Psoriasis is an autoimmune disease that causes elevated, red, scaly and flaky patches of skin. This chronic condition often subsides and then comes back in reoccurrences called “flares.” To reduce the number of flares, it is important to understand what the common psoriasis triggers are.
Psoriasis affects more than 8 million people in the U.S., and there are several variations of the condition. What all of the subtypes have in common is that they occur when the immune system mistakes skin cells for a virus or other infection and responds by producing more skin cell growth.
Patches of psoriasis mainly occur on the elbows, knees, lower back and scalp, but they can appear anywhere on the body. While genetics can play a role in determining who develops psoriasis, people have different triggers for their flares or outbreaks. Here are some of the most common psoriasis triggers:
Anything that causes inflammation in the body puts you at risk for a flare. Stress is known to cause inflammation and is, therefore, one of the most common triggers for psoriasis flares. Those with psoriasis should do what they can to reduce sources of stress. Regular exercise can help as well.

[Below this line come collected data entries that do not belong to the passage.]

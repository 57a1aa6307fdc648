use std::collections::BTreeMap;

use serde::{Deserialize, Serialize};

use super::domain::{Criterion, CriterionId, CriterionScore, Evaluation, ScoreEntry};
use crate::scoring::{compute_totals, RawWeights, ScoreTotals};

/// How many catalog criteria carry a rating.
#[derive(Debug, Clone, Copy, PartialEq, Eq, Serialize)]
pub struct EvaluationProgress {
    pub rated: usize,
    pub total: usize,
    /// Rounded whole percentage; 0 when the catalog is empty.
    pub percent: u8,
}

impl EvaluationProgress {
    pub fn from_rows(criteria: &[Criterion], rows: &[CriterionScore]) -> Self {
        let total = criteria.len();
        let rated = criteria
            .iter()
            .filter(|criterion| {
                rows.iter()
                    .any(|row| row.criterion_id == criterion.id && row.rating.is_some())
            })
            .count();
        let percent = if total == 0 {
            0
        } else {
            ((rated as f64 / total as f64) * 100.0).round() as u8
        };

        Self {
            rated,
            total,
            percent,
        }
    }

    pub fn is_complete(&self) -> bool {
        self.total > 0 && self.rated == self.total
    }
}

/// Everything an evaluation screen shows: the record, its saved rows and computed figures.
#[derive(Debug, Clone, Serialize)]
pub struct EvaluationSummary {
    pub evaluation: Evaluation,
    pub totals: ScoreTotals,
    pub progress: EvaluationProgress,
    pub scores: Vec<CriterionScore>,
}

/// Self-contained scoring input: catalog, entered ratings and the strategy's raw weights.
#[derive(Debug, Clone, Default, PartialEq, Serialize, Deserialize)]
pub struct ScoringInput {
    pub criteria: Vec<Criterion>,
    #[serde(default)]
    pub scores: BTreeMap<CriterionId, ScoreEntry>,
    #[serde(default)]
    pub weights: RawWeights,
}

impl ScoringInput {
    pub fn compute(&self) -> ScoreTotals {
        compute_totals(&self.criteria, &self.scores, &self.weights)
    }
}

#[cfg(test)]
mod tests {
    use super::*;
    use crate::evaluations::domain::{Block, CriterionId, EvaluationId, Rating, ScoreEntry};
    use chrono::Utc;

    fn criterion(id: &str) -> Criterion {
        Criterion {
            id: CriterionId(id.to_string()),
            block: Block::K1,
            label: id.to_string(),
            points_max: 10.0,
        }
    }

    #[test]
    fn counts_only_rated_rows_for_catalog_criteria() {
        let criteria = vec![criterion("a"), criterion("b"), criterion("c")];
        let evaluation_id = EvaluationId("eval-1".to_string());
        let rows = vec![
            CriterionScore::from_entry(
                evaluation_id.clone(),
                &criteria[0],
                ScoreEntry::rated(Rating::Goed),
                Utc::now(),
            ),
            CriterionScore::from_entry(
                evaluation_id.clone(),
                &criteria[1],
                ScoreEntry::default(),
                Utc::now(),
            ),
            CriterionScore::from_entry(
                evaluation_id,
                &criterion("retired"),
                ScoreEntry::rated(Rating::Matig),
                Utc::now(),
            ),
        ];

        let progress = EvaluationProgress::from_rows(&criteria, &rows);

        assert_eq!(progress.rated, 1);
        assert_eq!(progress.total, 3);
        assert_eq!(progress.percent, 33);
        assert!(!progress.is_complete());
    }

    #[test]
    fn scoring_input_parses_json_payloads() {
        let input: ScoringInput = serde_json::from_str(
            r#"{
                "criteria": [
                    { "id": "k1-a", "block": "K1", "label": "Levertijd", "points_max": 10 },
                    { "id": "k2-a", "block": "K2", "label": "Prijs", "points_max": 10 }
                ],
                "scores": { "k1-a": { "rating": "Goed" }, "k2-a": { "rating": "" } },
                "weights": { "K1": 10, "K2": 10 }
            }"#,
        )
        .expect("payload parses");

        let totals = input.compute();

        assert_eq!(totals.total, 40.0);
        assert_eq!(totals.stars.get(), 2);
    }

    #[test]
    fn empty_catalog_reports_zero_percent() {
        let progress = EvaluationProgress::from_rows(&[], &[]);
        assert_eq!(progress.percent, 0);
        assert!(!progress.is_complete());
    }
}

Certain weather conditions can take their toll on the skin, and this is especially true for those with psoriasis. Cold winter weather can dry out the skin, making it more susceptible to a psoriasis flare. Going from one temperature extreme to another — say, from cold outside air to very warm, humidified inside air — can further stress the skin and trigger a flare. Be sure to use a good moisturizer year-round and wear gloves when you’re exposed to cold air.
Illnesses and Injuries
Because psoriasis is an autoimmune disease — a disease in which the body attacks itself — anything that triggers an immune response and activates the immune system can make you susceptible to a flare. As such, becoming sick with viral or bacterial illnesses such as the flu, colds, strep throat or tonsillitis has the potential to cause a psoriasis flare. Wash your hands often to prevent contagious illnesses, and talk to your doctor about whether a flu shot is right for you.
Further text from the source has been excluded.